Notably the protein signature identified is purely associative, and no causal relationships can be inferred. Most proteins in the prototypical signature have been attributed to the regulation of different components of the immune system, and only hepatocyte growth factor and TNF-β have been studied in relation to vascular barriers and endothelial function, respectively [33,34,35,36]. Among the other candidates significantly correlated with glycocalyx thickness or capillary density there were several proteins with strong vascular connections, such as VEGF, Angpt-1, and ADAMTS13. These candidates, as well as other pathways identified via functional annotation and term enrichment analysis, can be used as a reasonable starting point for planning further mechanistic experiments.

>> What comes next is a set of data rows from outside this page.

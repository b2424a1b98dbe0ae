use std::collections::BTreeMap;

use serde_json::{Map, Value};

use crate::descriptor::PreparedRecord;
use crate::retry::{Governor, RetryError};
use paysync_common::error::{PaysyncError, PaysyncResult};
use paysync_common::EntityKind;
use paysync_db::records::models::NormalizedRecord;
use paysync_db::records::repositories::RecordRepository;

/// Makes sure referenced parents exist before children are written,
/// creating placeholder rows for the ones that do not.
#[derive(Clone)]
pub struct DependencyResolver<R> {
    repo: R,
    governor: Governor,
}

impl<R> DependencyResolver<R>
where
    R: RecordRepository + Clone,
{
    pub fn new(repo: R, governor: Governor) -> Self {
        Self { repo, governor }
    }

    /// Ensure every id in `parents` exists as a `kind` row. Returns the number
    /// of placeholders created. Existing rows are never touched.
    pub async fn ensure_exists(
        &self,
        kind: EntityKind,
        parents: &[(String, Map<String, Value>)],
    ) -> PaysyncResult<u64> {
        let mut wanted: BTreeMap<&str, Map<String, Value>> = BTreeMap::new();
        for (id, hints) in parents {
            let entry = wanted.entry(id.as_str()).or_default();
            for (key, value) in hints {
                entry.entry(key.clone()).or_insert_with(|| value.clone());
            }
        }
        if wanted.is_empty() {
            return Ok(0);
        }

        let ids: Vec<String> = wanted.keys().map(|id| id.to_string()).collect();
        let existing = self
            .governor
            .with_retry("lookup existing ids", || self.repo.existing_ids(kind, &ids))
            .await
            .map_err(RetryError::into_inner)?;

        let mut created = 0;
        for (id, hints) in wanted {
            if existing.contains(id) {
                continue;
            }
            let placeholder = NormalizedRecord::placeholder(kind, id, hints);
            if self.insert_placeholder(placeholder).await? {
                tracing::debug!(kind = %kind, id, "created placeholder");
                created += 1;
            }
        }
        Ok(created)
    }

    /// Resolve every reference on a page, one batch per target kind, parents first.
    pub async fn resolve_page(&self, records: &[PreparedRecord]) -> PaysyncResult<u64> {
        let mut groups: BTreeMap<EntityKind, Vec<(String, Map<String, Value>)>> = BTreeMap::new();
        for prepared in records {
            let record = &prepared.record;
            for reference in record.kind.references() {
                let Some(target_id) = record.reference(reference.column) else {
                    continue;
                };
                let hints = prepared
                    .parent_hints
                    .get(reference.column)
                    .cloned()
                    .unwrap_or_default();
                groups
                    .entry(reference.target)
                    .or_default()
                    .push((target_id.to_string(), hints));
            }
        }

        let mut ordered: Vec<_> = groups.into_iter().collect();
        ordered.sort_by_key(|(kind, _)| (kind.tier(), *kind));

        let mut created = 0;
        for (kind, parents) in ordered {
            created += self.ensure_exists(kind, &parents).await?;
        }
        Ok(created)
    }

    async fn insert_placeholder(&self, placeholder: NormalizedRecord) -> PaysyncResult<bool> {
        let result = self
            .governor
            .with_retry("insert placeholder", || self.repo.insert_placeholder(&placeholder))
            .await;

        match result {
            Ok(inserted) => Ok(inserted),
            // A hinted reference of the placeholder itself is unknown; keep the bare row.
            Err(RetryError::Fatal {
                error: PaysyncError::MissingParent(reason),
                ..
            }) if !placeholder.references.is_empty() => {
                tracing::debug!(
                    kind = %placeholder.kind,
                    id = %placeholder.id,
                    reason = %reason,
                    "dropping placeholder references"
                );
                let bare = NormalizedRecord {
                    references: BTreeMap::new(),
                    ..placeholder
                };
                self.governor
                    .with_retry("insert placeholder", || self.repo.insert_placeholder(&bare))
                    .await
                    .map_err(RetryError::into_inner)
            }
            Err(e) => Err(e.into_inner()),
        }
    }
}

The current study had some limitations. First, the inclusion of patients in the training and test cohorts represents a cross-sectional design. Although the wide range of patients with varying disease severity is certainly advantageous with respect to correlation analysis, this design was not suitable for the analysis of clinical outcomes. Second, the proteome data contains mainly a priori selected vascular and inflammatory proteins and does not represent the entire patients’ proteome. Third, we cannot exclude that the lack of differences between COVID-19 and bacterial sepsis might have been partially influenced by the limited sample size. However, our study is hypothesis generating and Microcode should be further confirmed in future trials. Fourth, it is unclear how representative and robust our Microcode signature is regarding outcome prediction over time, because patients were only enrolled in a cross-sectional fashion after initial resuscitation of bacterial sepsis or COVID-19-related hospitalization. Fifth, although routine microbiological sampling was performed in the COVID-19 group, we cannot exclude the possibility of bacterial superinfections in the COVID-19 group, which may have partially influenced the results. However, the prevalence of bacterial co-infections in COVID-19 is considered rather low [37, 38] and our COVID-19 cohort had a low median PCT value (0.6 ng/ml), which argues against overt co-infections.

Conclusion and outlook

Despite the above limitations the data clearly indicate that COVID-19 and bacterial sepsis share common proteomic signatures and features of microvascular damage. Integrating multi-omic data in clinical studies is a promising approach to decipher systemic host responses and microvascular damage, and develop new diagnostic and therapeutic concepts in inflammatory disease.